Mark Waid: It needed to be someone whose life touched the lives of the other characters in a significant way. We certainly could have put, say, Dilton or Archie’s dad in harm’s way, but not every other character interacts with them on a day-to-day basis.
When you think of “One will die!” storylines, a comic like Archie isn’t the first thing that comes to mind. Why did you think now was the right time to do this story with Betty?
Waid: We’ve had a great deal of success (and I’ve had a great deal of fun) rebuilding the Riverdale universe these last two years, and now that we’ve finally put all the characters on the table and given them depth, it felt time to ramp up the stakes. Teenagers (speaking as a former one) do dumb things all the time, but rarely do we see the consequences of their mistakes on this dire a level.
Archie has done tragedies on this level before, but they’re always out of main continuity. What was the pressure like pitching this storyline knowing how it would impact on the current Archie universe in such a huge way?
Waid: It’s funny, because I feel like I’ve spent more time explaining that we’re NOT killing anyone than talking about the real story here—which is to showcase how these characters handle themselves under extreme, stressful circumstances. This is a story about what happens when we make small, poor decisions and they end up having big ramifications. I’m more interested in showcasing how these characters evolve and respond to tragedy than just killing someone off for the shock value.
I don’t want to spoil how for readers, but the way Archie #21 builds up to the reveal of Betty’s condition is brilliantly done. Did you always plan for this issue to build up the way it does, or were there earlier versions of how you framed the moment of truth before settling on this?
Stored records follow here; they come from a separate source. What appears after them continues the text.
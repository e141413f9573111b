use anyhow::Result;
use colored::Colorize;
use wpcli::Installation;

use crate::Context;
use crate::commands;
use crate::progress;
use crate::ui;

pub fn run(ctx: &Context, json: bool) -> Result<()> {
    let client = commands::client(ctx)?;
    let mut installations = progress::run("Probing installations", ctx.quiet || json, |reporter| {
        client.discover(reporter)
    })?;
    installations.sort_by(|a, b| a.directory.cmp(&b.directory));

    if json {
        println!("{}", serde_json::to_string_pretty(&installations)?);
        return Ok(());
    }

    ui::header("WordPress Installations");

    if installations.is_empty() {
        ui::warn(&format!(
            "No installations found under {}",
            client.settings().scan_root()?.display()
        ));
        println!();
        return Ok(());
    }

    for installation in &installations {
        show_installation(installation);
    }

    let healthy = installations.iter().filter(|i| i.is_healthy()).count();
    let unhealthy = installations.len() - healthy;
    println!();
    println!(
        "  {} total, {} {} healthy, {} {} with problems",
        installations.len().to_string().bold(),
        healthy.to_string().green(),
        "✓".green(),
        if unhealthy > 0 {
            unhealthy.to_string().yellow()
        } else {
            unhealthy.to_string().dimmed()
        },
        if unhealthy > 0 { "⚠" } else { "✓" }
    );
    println!();
    Ok(())
}

fn show_installation(installation: &Installation) {
    ui::section(&installation.name());
    ui::kv(
        "Path",
        &ui::truncate_path(&installation.directory.display().to_string(), 60),
    );
    ui::kv(
        "Home",
        if installation.home_url.is_empty() {
            "-"
        } else {
            installation.home_url.as_str()
        },
    );
    ui::kv("Database check", &ui::mark(installation.db_check_success));
    ui::kv("Options table", &ui::mark(installation.valid_options));
    if installation.has_error() {
        ui::kv("Error", &ui::first_line(&installation.db_error).red().to_string());
    }
}
//! wp-config.php directives through `wp config`.

use crate::backend::{CommandOutput, Runner};
use crate::error::{Error, Result};
use crate::progress::{self, ProgressReporter};
use crate::types::{ConfigDirective, ConfigListing, EditOutcome, Installation};

const LIST_ARGS: [&str; 4] = ["config", "list", "--format=json", "--no-color"];

/// Parse `wp config list --format=json` output.
pub fn parse_directives(json: &str) -> Result<Vec<ConfigDirective>> {
    serde_json::from_str(json.trim()).map_err(|e| Error::parse("config list", e))
}

/// Reads and edits the configuration of one installation.
pub struct ConfigEditor<'a> {
    runner: &'a dyn Runner,
    installation: &'a Installation,
}

impl<'a> ConfigEditor<'a> {
    /// Create an editor.
    pub fn new(runner: &'a dyn Runner, installation: &'a Installation) -> Self {
        Self {
            runner,
            installation,
        }
    }

    /// List every directive. One progress step.
    pub fn list(&self, progress: &ProgressReporter) -> Result<ConfigListing> {
        progress.plan(1);
        let output = self.runner.run(&self.installation.directory, &LIST_ARGS);

        let mut listing = ConfigListing::default();
        if let Some(json) = output.stdout_text() {
            listing.directives = parse_directives(&json)?;
        }
        if let Some(error) = output.stderr_text() {
            log::debug!("config list error: {}", error.trim_end());
            listing.error = Some(error);
        }
        progress.advance();

        Ok(listing)
    }

    /// Look up a single directive by name.
    ///
    /// `Ok(None)` means the listing succeeded without it. A listing that
    /// failed outright (error output and no directives) is an
    /// [`Error::Command`].
    pub fn get(&self, name: &str) -> Result<Option<ConfigDirective>> {
        let listing = self.list(&progress::silent())?;
        if listing.directives.is_empty() {
            if let Some(error) = &listing.error {
                return Err(Error::Command {
                    command: "config list".to_string(),
                    message: first_line(error),
                });
            }
        }
        Ok(listing.find(name).cloned())
    }

    /// `wp config set <name> <value>`.
    pub fn set(&self, name: &str, value: &str) -> EditOutcome {
        self.edit(&["config", "set", name, value])
    }

    /// `wp config delete <name>`.
    pub fn delete(&self, name: &str) -> EditOutcome {
        self.edit(&["config", "delete", name])
    }

    /// Regenerate the authentication salts.
    pub fn shuffle_salts(&self) -> EditOutcome {
        self.edit(&["config", "shuffle-salts"])
    }

    fn edit(&self, args: &[&str]) -> EditOutcome {
        let output = self.runner.run(&self.installation.directory, args);
        log::debug!(
            "{} -> data: {:?}, error: {:?}",
            args.join(" "),
            output.stdout_text(),
            output.stderr_text()
        );
        classify_edit(&output)
    }
}

fn first_line(text: &str) -> String {
    text.lines()
        .map(str::trim)
        .find(|l| !l.is_empty())
        .unwrap_or_default()
        .to_string()
}

fn classify_edit(output: &CommandOutput) -> EditOutcome {
    let stdout = output.stdout_text();
    if stdout.as_deref().is_some_and(|s| s.contains("Success")) {
        return EditOutcome::Applied;
    }
    EditOutcome::Rejected {
        output: output.stderr_text().or(stdout).unwrap_or_default(),
    }
}
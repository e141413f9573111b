use anyhow::{Context, Result};
use serde::{Deserialize, Serialize};
use std::path::Path;
use wpcli::Settings;

use crate::paths;

// ============================================================================
// Config File Schema
// ============================================================================

/// Contents of `config.toml`. Every key is optional.
#[derive(Debug, Default, Clone, PartialEq, Eq, Serialize, Deserialize)]
#[serde(default, deny_unknown_fields)]
pub struct FileConfig {
    /// WP-CLI executable name or path
    pub tool: Option<String>,
    /// Directory to scan, `~` and `$VARS` allowed
    pub root: Option<String>,
    /// Installations probed at once
    pub jobs: Option<usize>,
    /// File marking an installation root
    pub marker_file: Option<String>,
    /// Substring identifying the options table in check output
    pub options_marker: Option<String>,
    /// Line printed by a successful database check
    pub check_success_marker: Option<String>,
}

impl FileConfig {
    /// Load from the default location; a missing file means defaults.
    pub fn load() -> Result<Self> {
        Self::load_from(&paths::config_file()?)
    }

    /// Load from `path`; a missing file means defaults.
    pub fn load_from(path: &Path) -> Result<Self> {
        if !path.exists() {
            log::debug!("No config file at {}", path.display());
            return Ok(Self::default());
        }

        let content = std::fs::read_to_string(path)
            .with_context(|| format!("Could not read config file: {}", path.display()))?;

        toml::from_str(&content)
            .with_context(|| format!("Invalid TOML format in {}", path.display()))
    }

    /// Layer the file values over `settings`.
    pub fn apply(self, mut settings: Settings) -> Settings {
        if let Some(tool) = self.tool {
            settings.tool = tool;
        }
        if let Some(root) = self.root {
            settings.scan_root = Some(paths::expand(&root));
        }
        if let Some(jobs) = self.jobs {
            settings.jobs = jobs;
        }
        if let Some(marker) = self.marker_file {
            settings.marker_file = marker;
        }
        if let Some(marker) = self.options_marker {
            settings.options_marker = marker;
        }
        if let Some(marker) = self.check_success_marker {
            settings.check_success_marker = marker;
        }
        settings
    }
}

// ============================================================================
// Command-line Overrides
// ============================================================================

/// Settings given on the command line, which win over the file.
#[derive(Debug, Default, Clone)]
pub struct Overrides {
    pub tool: Option<String>,
    pub root: Option<String>,
    pub jobs: Option<usize>,
}

/// Defaults, then `file`, then `overrides`.
pub fn resolve(file: FileConfig, overrides: Overrides) -> Settings {
    let mut settings = file.apply(Settings::default());
    if let Some(tool) = overrides.tool {
        settings.tool = tool;
    }
    if let Some(root) = overrides.root {
        settings.scan_root = Some(paths::expand(&root));
    }
    if let Some(jobs) = overrides.jobs {
        settings.jobs = jobs;
    }
    settings
}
Waid: To be honest, no matter how tight my outlines, the ideas I sit down with are almost never the ideas that make it to the page. No plan survives first contact with the enemy. I tend to find the story as I write, and the way the reveal is handled was a bolt of inspiration that, halfway through my script, came from re-reading a bunch of old Archie stories and clocking their rhythm—then tearing up the floorboards and starting again with that in mind.
Speaking of which, What does a Riverdale without Betty Cooper even look like? How long will it be before we see the reaction of the town at large to what’s happened?
Waid: Oh, not long at all. That’s really the point of this story—to demonstrate that Betty Cooper is the Heart of Riverdale. As we’ll see, dozens and dozens of Riverdale residents depend on Betty and her good works as a volunteer and caretaker. Her loss will be felt immediately.
Betty and Veronica are one of the most iconic duos in comics—how will she react to what’s happened to Betty?
Waid: If she were evil, she’d just be glad there was no more competition for Archie’s attention. But that’s not our Veronica. She’s going to be spending some time dealing with how a girl with infinite resources can feel so helpless in the face of this tragedy.
How will the gravity of Betty’s situation affect Archie and Reggie’s tumultuous relationship going forward, given their involvement in the accident?
Waid: There are only two things keeping Archie from beating Reggie to within an inch of his life. One is that Archie’s dealing with not only his grief but with everyone else’s. The other is that the waiting line for exacting vengeance on Reggie is very, very long.
If this really is the end of the line for Betty, what will be the thing you miss when she’s no longer a physical presence in the series?
Waid: I love (loved?) Betty’s complexity. When we reintroduced our cast back in the first issue, we established that Archie and Betty had been a couple but had broken up. Throughout the rest of the series, Betty has had to come to grips with how she really feels about Archie: Does she still love him, or is she simply reacting to the perceived threat of Veronica, or is it even more complicated than that? If you’re looking for a lens through which to view romance in Riverdale, it’s not Archie, it’s Betty.
io9 is also debuting a first look at incoming Archie interior artist Audrey Mok’s cover for Archie #24, which sees the consequences of “Over the Edge” on Reggie Mantle:
“Over the Edge” continues with Archie #21, in stores tomorrow, June 21.